Hands down, the one thing I really don’t like to do is ask people for money. Asking people to donate some of their hard earned cash ranks up there with painting ceilings and going to the dentist, in terms of my least preferred activities. Although I am dedicated to the cause and believe the charity work our group does is incredible, I hate asking for money. Yet, for the past seven years, asking people to financially support a cause I believe in is exactly what I’ve been doing. It would be even be fair to say, I am the core of our charity group’s fundraising efforts. Year after year, I send out appeal letters and emails, create newsletters about our projects and special events, deposit checks, oversee online donations and write hundreds of thank you letters.
September starts a new fundraising season and once again it’s time for me to ask people to open their hearts and wallets to support our cause; in the next 90 days, my intention is to solicit financial gifts from our global network and collectively raise 300,000 Thai Baht. The amount sounds more impressive than the equivalent in US dollars. To accomplish this goal, I must navigate around my fears and be willing to directly ask people to join in and help.
People give to charitable causes for all kinds of different reasons, but there is one thing that nearly all donors have in common… they were asked. Someone has to do the asking and put them selves “out there.” As a deep-rooted introvert, I enjoy peace and quiet and have mastered a high power of concentration by shutting out the external world. Putting myself out there as a fundraiser, being bold and gregarious at parties and social events, challenges the very fiber of my being. While it is not my natural preference, I have become a social networker; I have compelled myself to attend power lunches, make proposals at rotary club meetings and host various fundraising events. There is a saying, “fake it till you make it.” This catchphrase has become my mantra; for short periods of time I transform into a social butterfly, knowing I will retreat to my inner world and recharge afterwards. In the months ahead, I will meet with prospective donors and do my best to spark feelings of empathy and compassion for our cause.

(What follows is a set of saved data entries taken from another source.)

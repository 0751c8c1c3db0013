use std::fs;
use std::path::Path;

use anyhow::{Context, Result};
use serde::Deserialize;

use marginalia_lib::annotations::{Annotation, InitialAnnotations};
use marginalia_lib::store::AnnotationStore;

use crate::app::App;
use crate::OutputFormat;

/// Accepted seed file shapes
#[derive(Deserialize)]
#[serde(untagged)]
enum SeedFile {
    List(Vec<Annotation>),
    Wrapped(InitialAnnotations),
}

pub async fn run(app: &App, file: &Path, format: &OutputFormat) -> Result<()> {
    let content = fs::read_to_string(file)
        .with_context(|| format!("Failed to read {}", file.display()))?;
    let seed: SeedFile = serde_json::from_str(&content)
        .with_context(|| format!("Failed to parse annotations in {}", file.display()))?;
    let annotations = match seed {
        SeedFile::List(annotations) => annotations,
        SeedFile::Wrapped(initial) => initial.highlights,
    };

    let count = app
        .store
        .init_annotations(annotations)
        .await
        .context("Failed to write annotations")?;

    match format {
        OutputFormat::Json => {
            println!(
                "{}",
                serde_json::to_string_pretty(&serde_json::json!({
                    "seeded": count,
                    "store": app.store.path().display().to_string(),
                }))?
            );
        }
        OutputFormat::Plain => {
            println!("Seeded {} annotations into {}", count, app.store.path().display());
        }
    }

    Ok(())
}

During the fundraising season, everyone in my circle of influence is a potential donor, an altruistic partner. But I have rules: I don’t do the arm twist, the guilt trip or “If you give to mine, I’ll give to yours.” My approach is to tell people how their money will be used (90% of each donation goes directly to benefit children). It is critical to engage emotions. Sharing heartfelt success stories while showing pictures is often quite effective. Without arousing people on a feeling level, it’s hard for them to part with their bucks. I find the more sincere I am when asking for donations, the higher the chance is of people participating. However skillful I may have become at asking, it is never a pleasant process.
A stack of solicitation cards is piled on my desk, waiting for me to write a few personal words inside each one, before mailing them off. The front of the brightly colored card, illustrated with beautiful photos of children reads, Thank you for your Partnership, inside there is an appeal for financial support (we use words like tax deductible donation, gift, contribution—but it all really means we are asking people for money). These letters will be mailed to previous donors; my hope is that most will at least open the letter and skim the message.
It is a statistical reality that many of our beautiful cards will end up in the recycling bin, along with the other charity solicitation letters that came that week. Research shows that you have to make five asks per gift. That’s a lot of no’s and a lot of marketing postage down the drain. But every no is part of a conversation and every conversation can mean a relationship. I always see a benefit in asking no matter what if a donation is made or not. One benefit of soliciting for donations over the years is that I’ve developed slightly thicker skin. Although I’m not as easily hurt by insult or rejection, I still do not feel comfortable being in that vulnerable position.
is clearly not one of my preferred tasks but the result of asking other people to support a cause, has connected me to an awe-inspiring network. Through my humanitarian work in SE Asia, and the fundraising that goes along with it, I have become a part of a special group of global volunteers, guardian angels that share a vision for a better future for the abandoned children we support. These folks come from all corners of the globe (US, Australia, Europe, Hong Kong, Singapore and Thailand)...some are affluent professionals, and some are village teachers and school directors from the third world. It is
such an honor to be a part of this amazing group of generous, kind souls committed to making the world a better place.
Writing the last paragraph has motivated me to push beyond my fundraising phobia for the moment, and get back to the stack of solicitation letters calling for my attention.
As this post is about me, details about the charity I am involved with were intentionally vague.